Break-even sales = Total fixed costs / (Contribution margin)

This provides you with a certain percentage to understand how much a unit or total sales of a unit contributes to overall sales.

### Break-even units sold

Similar to the total sales factor, you can calculate the break-even point of units sold. You can use this formula:

Break-even unit = Total fixed costs / (Price per unit - variable cost per unit)

For example, if your total costs are ₹10,000, the price per unit is ₹100 and the variable cost per unit is ₹10, you can find that you require to sell 100 units to reach the break-even point.

### Break-even price

To establish pricing for a unit, you can use several formulas. First, you can calculate the variable cost percentage per unit using this formula:

Variable cost percentage for each unit = Variable costs / (Total number of variables variable + total fixed costs)

You can then calculate the total fixed costs per unit and then an ideal price point for the product by using these formulae respectively:

Total fixed costs for each unit = Total fixed costs / Units

Break-even price = 1 / ((1 - Variable cost percentage for each unit) x (Total fixed costs for each unit))

## How To Use Excel To Do A Break-Even Analysis

Microsoft Excel spreadsheet is a useful tool for calculating the break-even point of a product or for a company. Excel allows you to create a calculator customised to the particular situation the company your work for is forecasting. Doing so gives you the flexibility to change variables to examine different scenarios in your break-even analysis. You can follow these steps in Excel to build a calculator to do your break-even analysis:

### 1. Determine the relevant break-even analysis

Break-even analyses are useful in figuring basic profitability, cash flow or income. When getting started, determine the components you aim to calculate. Gather all the related information and documents to make the process streamlined and efficient.

Related: How To Learn Excel For Office Work: A Complete Guide

### 2. Identify the variables in the analysis

For a basic break-even analysis, you require creating six rows. Each row corresponds to a variable involved in the break-even analysis. Include a row for:

• Units sold

• Unit price

• Revenue

• Fixed costs

• Variable cost per unit

• Profit

Related: 30 Of The Most Advanced Formulas And Functions In Excel

### 3. Enter the variables into the Excel spreadsheet

You can structure your spreadsheet in the way which is the most convenient for you. One simple approach is to enter the variables into column A, using rows one to six. Ideally, you want to keep those six variables in the specific order list above, starting with the unit sold and ending with profit.

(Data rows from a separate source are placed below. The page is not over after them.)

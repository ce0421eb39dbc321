// Copyright (c) 2025 - MV Consulting
//! Resource tags applied to every taggable resource of the server
//!
//! | Tag Key | Description |
//! |---------|-------------|
//! | `app` | Static identifier (`vscode-server`) |
//!
//! Caller supplied tags are merged over the defaults, so a caller can
//! override `app` as well.

use serde::{Deserialize, Serialize};
use std::collections::BTreeMap;

use crate::errors::{ConstructError, ConstructResult};

/// Tag key for application identification
pub const TAG_APP: &str = "app";

/// Tag value for application identification
pub const TAG_APP_VALUE: &str = "vscode-server";

/// Prefix reserved by AWS
const RESERVED_PREFIX: &str = "aws:";

const MAX_KEY_LENGTH: usize = 128;
const MAX_VALUE_LENGTH: usize = 256;

/// Ordered tag set
#[derive(Debug, Clone, PartialEq, Eq, Default, Serialize, Deserialize)]
#[serde(transparent)]
pub struct ResourceTags(BTreeMap<String, String>);

impl ResourceTags {
    /// Field name used when reporting invalid values
    pub const FIELD: &'static str = "additionalTags";

    /// Defaults merged with `additional`; entries in `additional` win
    pub fn merged(additional: &BTreeMap<String, String>) -> Self {
        let mut tags = BTreeMap::new();
        tags.insert(TAG_APP.to_string(), TAG_APP_VALUE.to_string());
        tags.extend(additional.iter().map(|(k, v)| (k.clone(), v.clone())));
        Self(tags)
    }

    pub fn get(&self, key: &str) -> Option<&str> {
        self.0.get(key).map(String::as_str)
    }

    pub fn iter(&self) -> impl Iterator<Item = (&str, &str)> {
        self.0.iter().map(|(k, v)| (k.as_str(), v.as_str()))
    }

    pub fn len(&self) -> usize {
        self.0.len()
    }

    pub fn is_empty(&self) -> bool {
        self.0.is_empty()
    }
}

/// Validate caller supplied tags
///
/// # Rules
/// - Key is 1..=128 characters and does not start with `aws:`
/// - Value is at most 256 characters
pub fn validate_tags(tags: &BTreeMap<String, String>) -> ConstructResult<()> {
    for (key, value) in tags {
        if key.is_empty() || key.chars().count() > MAX_KEY_LENGTH {
            return Err(ConstructError::invalid_option(
                ResourceTags::FIELD,
                key,
                "tag keys must be between 1 and 128 characters",
            ));
        }
        if key.to_ascii_lowercase().starts_with(RESERVED_PREFIX) {
            return Err(ConstructError::invalid_option(
                ResourceTags::FIELD,
                key,
                "the aws: prefix is reserved",
            ));
        }
        if value.chars().count() > MAX_VALUE_LENGTH {
            return Err(ConstructError::invalid_option(
                ResourceTags::FIELD,
                format!("{key}={value}"),
                "tag values must be at most 256 characters",
            ));
        }
    }
    Ok(())
}
// Copyright (c) 2025 - MV Consulting
//! Loading property bags from JSON documents and the environment

use std::path::{Path, PathBuf};

use tracing::debug;

use crate::config::props::VSCodeServerProps;
use crate::errors::{ConstructError, ConstructResult};

/// Environment variable naming the props JSON file
pub const ENV_PROPS: &str = "VSCODE_SERVER_PROPS";

/// Environment variable with the construct id
pub const ENV_CONSTRUCT_ID: &str = "VSCODE_SERVER_ID";

/// Environment variable with the owning stack name
pub const ENV_STACK_NAME: &str = "VSCODE_SERVER_STACK";

/// Parse a props JSON document
pub fn load_props_from_str(json: &str) -> ConstructResult<VSCodeServerProps> {
    let props = serde_json::from_str(json)?;
    Ok(props)
}

/// Read and parse a props JSON file
pub fn load_props_from_path(path: impl AsRef<Path>) -> ConstructResult<VSCodeServerProps> {
    let path = path.as_ref();
    debug!("Loading VS Code server props from {}", path.display());

    let contents = std::fs::read_to_string(path)
        .map_err(|e| ConstructError::Io(format!("{}: {}", path.display(), e)))?;
    load_props_from_str(&contents)
}

/// Settings of the synthesis binary
#[derive(Debug, Clone, PartialEq, Eq)]
pub struct SynthConfig {
    /// Props file; empty props when unset
    pub props_path: Option<PathBuf>,
    /// Construct id inside the stack
    pub construct_id: String,
    /// Owning stack name
    pub stack_name: String,
}

impl Default for SynthConfig {
    fn default() -> Self {
        Self {
            props_path: None,
            construct_id: "VSCodeServer".to_string(),
            stack_name: "vscode-server".to_string(),
        }
    }
}

impl SynthConfig {
    /// Load settings from environment variables
    pub fn from_env() -> Self {
        Self::from_lookup(|key| std::env::var(key).ok())
    }

    /// Load settings from any key lookup (the environment in production)
    pub fn from_lookup(lookup: impl Fn(&str) -> Option<String>) -> Self {
        let defaults = Self::default();
        let non_empty = |key: &str| lookup(key).filter(|v| !v.trim().is_empty());

        Self {
            props_path: non_empty(ENV_PROPS).map(PathBuf::from),
            construct_id: non_empty(ENV_CONSTRUCT_ID).unwrap_or(defaults.construct_id),
            stack_name: non_empty(ENV_STACK_NAME).unwrap_or(defaults.stack_name),
        }
    }

    /// Props named by this configuration
    pub fn load_props(&self) -> ConstructResult<VSCodeServerProps> {
        match &self.props_path {
            Some(path) => load_props_from_path(path),
            None => Ok(VSCodeServerProps::default()),
        }
    }
}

### 4. Enter the break-even formula

The next step is to program the formula into the appropriate cell for the variable you are focusing on in your break-even analysis. For example, if you want to know how many units you require selling to break even, you can put the formula into the units sold cell, which can be Row 1 in your spreadsheet. Enter the basic break-even formula into cell B1 based on the corresponding Excel cells:

Example: [= B4 / (B2 - B5)]

### 5. Collect the other variables

To complete the analysis in Excel, enter the other data points in your variable cells. You can use numbers from previous financial statements or figures based on your calculation requirements. It might be helpful to use previous numbers if you believe the business is likely to remain steady, while forecasts can be useful if the business expects major operational changes, like an expansion into a new market.